The progressive rock umbrella cover a lot of ground, but whether it also covers the paths taken by this multinational, presumably Holland based venture is a question without a definitive answer I suspect. It all depends on what elements you think are needed to be able to categorize an album into this category, a question of how important arrangements are as compared to structure. If you place your emphasis on the former, then this is an album you'll count in, if you emphasize the latter you probably won't understand why people mention this album in such a context at all.

Basically I find this album to consist of three different types of compositions: Songs that are singer/songwriter pieces at heart, embellished with some additional keyboards. Soft rock creations with a liberal amount of keyboard layers.

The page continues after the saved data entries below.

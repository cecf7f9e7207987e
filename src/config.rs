//! Optional settings for rotfreq.
//!
//! Settings are read from `~/.rotfreq/config.toml` or from an explicit path.
//! Every key is optional; anything missing falls back to the defaults below.
//!
//! ```toml
//! [pdf]
//! y_min = 50.0
//! y_max = 760.0
//!
//! [chart]
//! width = 40
//! ```

use std::fs;
use std::path::{Path, PathBuf};

use serde::{Deserialize, Serialize};
use thiserror::Error;

use crate::chart::DEFAULT_WIDTH;

/// Default lower vertical bound for PDF fragments (drops footers).
pub const DEFAULT_Y_MIN: f64 = 50.0;

/// Default upper vertical bound for PDF fragments (drops headers).
pub const DEFAULT_Y_MAX: f64 = 760.0;

/// Errors that can occur when loading settings.
#[derive(Error, Debug)]
pub enum ConfigError {
    #[error("Config directory not found. Unable to determine home directory.")]
    NoConfigDir,

    #[error("IO error: {0}")]
    IoError(#[from] std::io::Error),

    #[error("TOML parse error: {0}")]
    TomlParseError(#[from] toml::de::Error),
}

/// Vertical band used to exclude headers and footers from PDF pages.
#[derive(Serialize, Deserialize, Debug, Clone, Copy, PartialEq)]
#[serde(default)]
pub struct PdfSettings {
    pub y_min: f64,
    pub y_max: f64,
}

impl Default for PdfSettings {
    fn default() -> Self {
        Self {
            y_min: DEFAULT_Y_MIN,
            y_max: DEFAULT_Y_MAX,
        }
    }
}

#[derive(Serialize, Deserialize, Debug, Clone, Copy, PartialEq, Eq)]
#[serde(default)]
pub struct ChartSettings {
    /// Maximum bar width in characters.
    pub width: usize,
}

impl Default for ChartSettings {
    fn default() -> Self {
        Self {
            width: DEFAULT_WIDTH,
        }
    }
}

/// All settings.
#[derive(Serialize, Deserialize, Debug, Clone, Default, PartialEq)]
#[serde(default)]
pub struct Settings {
    pub pdf: PdfSettings,
    pub chart: ChartSettings,
}

impl Settings {
    /// Loads settings from the default location.
    ///
    /// Returns the defaults if the file doesn't exist or there is no home
    /// directory to look in.
    pub fn load() -> Result<Self, ConfigError> {
        let path = match Self::config_path() {
            Ok(path) => path,
            Err(ConfigError::NoConfigDir) => return Ok(Self::default()),
            Err(e) => return Err(e),
        };

        if !path.exists() {
            return Ok(Self::default());
        }

        Self::load_from(&path)
    }

    /// Loads settings from `path`, which must exist.
    pub fn load_from(path: impl AsRef<Path>) -> Result<Self, ConfigError> {
        let content = fs::read_to_string(path)?;
        Self::from_toml(&content)
    }

    /// Parses settings from TOML text.
    pub fn from_toml(content: &str) -> Result<Self, ConfigError> {
        Ok(toml::from_str(content)?)
    }

    /// Loads from `path` when given, otherwise from the default location.
    pub fn resolve(path: Option<&Path>) -> Result<Self, ConfigError> {
        match path {
            Some(path) => Self::load_from(path),
            None => Self::load(),
        }
    }

    /// Path of the default settings file.
    pub fn config_path() -> Result<PathBuf, ConfigError> {
        Ok(get_config_dir()?.join("config.toml"))
    }
}

/// Returns `~/.rotfreq`.
pub fn get_config_dir() -> Result<PathBuf, ConfigError> {
    dirs::home_dir()
        .map(|home| home.join(".rotfreq"))
        .ok_or(ConfigError::NoConfigDir)
}

#[cfg(test)]
mod tests {
    use super::*;
    use tempfile::TempDir;

    #[test]
    fn test_defaults() {
        let settings = Settings::default();
        assert_eq!(settings.pdf.y_min, DEFAULT_Y_MIN);
        assert_eq!(settings.pdf.y_max, DEFAULT_Y_MAX);
        assert_eq!(settings.chart.width, DEFAULT_WIDTH);
    }

    #[test]
    fn test_empty_toml_gives_defaults() {
        assert_eq!(Settings::from_toml("").unwrap(), Settings::default());
    }

    #[test]
    fn test_partial_toml() {
        let settings = Settings::from_toml("[pdf]\ny_max = 700.0\n").unwrap();
        assert_eq!(settings.pdf.y_min, DEFAULT_Y_MIN);
        assert_eq!(settings.pdf.y_max, 700.0);
        assert_eq!(settings.chart, ChartSettings::default());
    }

    #[test]
    fn test_load_from_file() {
        let temp_dir = TempDir::new().unwrap();
        let path = temp_dir.path().join("config.toml");
        fs::write(&path, "[pdf]\ny_min = 10.0\ny_max = 20.0\n\n[chart]\nwidth = 12\n").unwrap();

        let settings = Settings::resolve(Some(path.as_path())).unwrap();
        assert_eq!(settings.pdf, PdfSettings { y_min: 10.0, y_max: 20.0 });
        assert_eq!(settings.chart.width, 12);
    }

    #[test]
    fn test_load_from_missing_file_fails() {
        let temp_dir = TempDir::new().unwrap();
        let result = Settings::load_from(temp_dir.path().join("missing.toml"));
        assert!(matches!(result, Err(ConfigError::IoError(_))));
    }

    #[test]
    fn test_invalid_toml() {
        let result = Settings::from_toml("[chart]\nwidth = \"wide\"\n");
        assert!(matches!(result, Err(ConfigError::TomlParseError(_))));
    }

    #[test]
    fn test_toml_serialization() {
        let settings = Settings::default();
        let toml_str = toml::to_string_pretty(&settings).unwrap();
        assert!(toml_str.contains("[pdf]"));
        assert!(toml_str.contains("[chart]"));

        let loaded = Settings::from_toml(&toml_str).unwrap();
        assert_eq!(loaded, settings);
    }
}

And at last atmospheric laden creations with perhaps more of a synth pop feel to them, again heavily flavored with keyboards.

The general lack of alterations in pace and the fairly uniform shift in arrangements doesn't bring me any strong progressive rock vibes really, but the arrangements is another story. Mournful keyboards and a vast array of Mellotron textures is a key feature here, with faint traces of classic prog bands like Pink Floyd and, arguably, even a touch of Caravan on one occasion, applied to dark, brooding and mournful keyboard tapestries that come and go as smooth, subtly dramatic effects throughout. I will stress the faint trace though, as the moods are similar, familiar textures are used, but within a rather different context than the progressive rock giants of old. That I noted down Gary Numan and a-ha as possible references on a couple of tracks is telling I guess. There are songs here that I'd describe a meeting of minds between a-ha and Numan, flavored with Floydian atmospheres.

I really enjoy the dark, brooding atmospheres crafted here, but to a limit. I have grown to recognize and appreciate the sounds of the Mellotron, be it the real thing or one of the many good quality sampled versions of it, but there is such a thing as too much. I think the band does overdo it here, and part of the problem might be that they create too many moods that are too similar sounding I suspect. I did find the drumming to be a tad too pedestrian as well, longing for some occasional subtle rhythm details to enhance the total experience. That the lead vocals were kind of flat and accented isn't a positive detail on an album that features so many songs that are vocals dominated either, a great vocalist would have elevated the end result quite a bit.

Whether or not this is a progressive rock album I'll leave for others to decide, discussions like that tends to go on for a bit: I think I saw one that started in the 1980's that is still ongoing. But if you like and enjoy dark, atmospheric laden relatively straight forward pop/rock with liberal use of rich, layered tapestries of keyboards and Mellotron, of the kind that Pink Floyd and several neo progressive rock bands have been known to use, then Fractal Mirror's debut album "Strange Attractors" is a production you might want to have a go at. Especially if you are among those listeners that focus on the lyrics conveyed by the vocals rather than experiencing the vocals as more of an instrument in the overall context.